* _RECORDS FOR THE TASK_:
# # #

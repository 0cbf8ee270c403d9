//! Status command implementation.
//!
//! The `rpbp-provision status` command shows which artifacts exist and
//! which tools are missing, without compiling anything.

use std::io::Write;

use anyhow::Context;

use crate::cli::args::StatusArgs;
use crate::diagnostics::DiagnosticSink;
use crate::error::Result;
use crate::models::{builtin_model_specs, ArtifactState};
use crate::provision::{inspect, ProvisionConfig, StatusReport};
use crate::tools::{builtin_tool_groups, SearchPath};

use super::dispatcher::{Command, CommandResult};

/// The status command implementation.
pub struct StatusCommand {
    config: ProvisionConfig,
    args: StatusArgs,
    search_path: SearchPath,
}

impl StatusCommand {
    /// Create a new status command that searches the process `PATH`.
    pub fn new(config: ProvisionConfig, args: StatusArgs) -> Self {
        Self {
            config,
            args,
            search_path: SearchPath::from_env(),
        }
    }

    /// Look tools up in `search_path` instead of `PATH`.
    pub fn with_search_path(mut self, search_path: SearchPath) -> Self {
        self.search_path = search_path;
        self
    }
}

fn state_label(state: ArtifactState) -> &'static str {
    match state {
        ArtifactState::Present => "[ok]     ",
        ArtifactState::Empty => "[empty]  ",
        ArtifactState::Absent => "[missing]",
    }
}

fn write_text(report: &StatusReport, out: &mut dyn Write) -> std::io::Result<()> {
    writeln!(out, "Models ({}):", report.models_base.display())?;
    for a in &report.artifacts {
        writeln!(out, "  {} {}", state_label(a.state), a.spec.artifact.display())?;
    }

    writeln!(out)?;
    writeln!(out, "Tools:")?;
    for g in &report.tools {
        if g.is_satisfied() {
            writeln!(out, "  [ok]      {}", g.group)?;
        } else {
            writeln!(
                out,
                "  [missing] {} ({}; install {})",
                g.group,
                g.missing.join(" "),
                g.provider
            )?;
        }
    }
    Ok(())
}

impl Command for StatusCommand {
    fn execute(&self, _sink: &mut dyn DiagnosticSink, out: &mut dyn Write) -> Result<CommandResult> {
        let models_base = self.config.models_base_resolver();
        let report = inspect(
            models_base.as_ref(),
            &self.search_path,
            &builtin_model_specs(),
            &builtin_tool_groups(),
        )?;

        if self.args.json {
            let json =
                serde_json::to_string_pretty(&report).context("Failed to serialize status")?;
            writeln!(out, "{}", json)?;
        } else {
            write_text(&report, out)?;
        }

        Ok(CommandResult::success())
    }
}

#[cfg(test)]
mod tests {
    use super::*;
    use crate::diagnostics::MockSink;
    use std::fs;
    use tempfile::TempDir;

    fn run(temp: &TempDir, json: bool) -> String {
        let config = ProvisionConfig {
            models_base: Some(temp.path().to_path_buf()),
            ..Default::default()
        };
        let cmd = StatusCommand::new(config, StatusArgs { json })
            .with_search_path(SearchPath::default());
        let mut sink = MockSink::new();
        let mut out: Vec<u8> = Vec::new();

        let result = cmd.execute(&mut sink, &mut out).unwrap();

        assert!(result.success);
        assert!(sink.records().is_empty());
        String::from_utf8(out).unwrap()
    }

    #[test]
    fn text_status_marks_present_and_missing() {
        let temp = TempDir::new().unwrap();
        fs::create_dir_all(temp.path().join("periodic")).unwrap();
        fs::write(temp.path().join("periodic/start-high-low-low.pkl"), b"x").unwrap();

        let text = run(&temp, false);

        assert!(text.lines().any(|l| l.contains("[ok]") && l.contains("start-high-low-low.pkl")));
        assert!(text
            .lines()
            .any(|l| l.contains("[missing]") && l.contains("no-periodicity.pkl")));
        assert!(text.contains("[missing] samtools (samtools; install SAMtools)"));
    }

    #[test]
    fn json_status_is_parseable() {
        let temp = TempDir::new().unwrap();

        let text = run(&temp, true);
        let value: serde_json::Value = serde_json::from_str(&text).unwrap();

        assert_eq!(value["artifacts"].as_array().unwrap().len(), 6);
        assert_eq!(value["artifacts"][0]["state"], "absent");
        assert_eq!(value["tools"][3]["group"], "bedtools");
        assert_eq!(value["tools"][3]["missing"].as_array().unwrap().len(), 3);
    }

    #[test]
    fn status_does_not_create_models_base() {
        let temp = TempDir::new().unwrap();
        let base = temp.path().join("not-yet");
        let config = ProvisionConfig {
            models_base: Some(base.clone()),
            ..Default::default()
        };
        let cmd = StatusCommand::new(config, StatusArgs::default())
            .with_search_path(SearchPath::default());

        cmd.execute(&mut MockSink::new(), &mut Vec::<u8>::new())
            .unwrap();

        assert!(!base.exists());
    }
}
//! rpbp-provision CLI entry point.

use std::process::ExitCode;

use clap::Parser;
use rpbp_provision::cli::{Cli, CommandDispatcher};
use rpbp_provision::diagnostics::{DiagnosticSink, Level, LogConfig, LogSink};
use tracing_subscriber::{fmt, prelude::*, EnvFilter};

/// Initialize the tracing subscriber for internal debug logging.
///
/// Log level is controlled by:
/// 1. `--debug` flag sets level to DEBUG
/// 2. `RUST_LOG` environment variable (if set)
/// 3. Default is WARN
fn init_tracing(debug: bool) {
    let filter = if debug {
        EnvFilter::new("rpbp_provision=debug")
    } else {
        EnvFilter::try_from_default_env().unwrap_or_else(|_| EnvFilter::new("rpbp_provision=warn"))
    };

    tracing_subscriber::registry()
        .with(fmt::layer().with_target(false).with_writer(std::io::stderr))
        .with(filter)
        .init();
}

fn main() -> ExitCode {
    let cli = Cli::parse();
    init_tracing(cli.debug);

    tracing::debug!("rpbp-provision starting with args: {:?}", cli);

    let config = LogConfig {
        level: if cli.quiet { Level::Warning } else { Level::Info },
        color: !cli.no_color && console::colors_enabled_stderr(),
    };
    let mut sink = LogSink::stderr(config);
    let mut stdout = std::io::stdout();

    match CommandDispatcher::new().dispatch(&cli, &mut sink, &mut stdout) {
        Ok(result) => ExitCode::from(result.exit_code as u8),
        Err(e) => {
            sink.error(&format!("Error: {}", e));
            ExitCode::from(1)
        }
    }
}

# # #

* _WORK TASK_: Your task is to show every line of the listing above containing "display".

* _WRITTEN SOLUTION_:
    writeln!(out, "Models ({}):", report.models_base.display())?;
        writeln!(out, "  {} {}", state_label(a.state), a.spec.artifact.display())?;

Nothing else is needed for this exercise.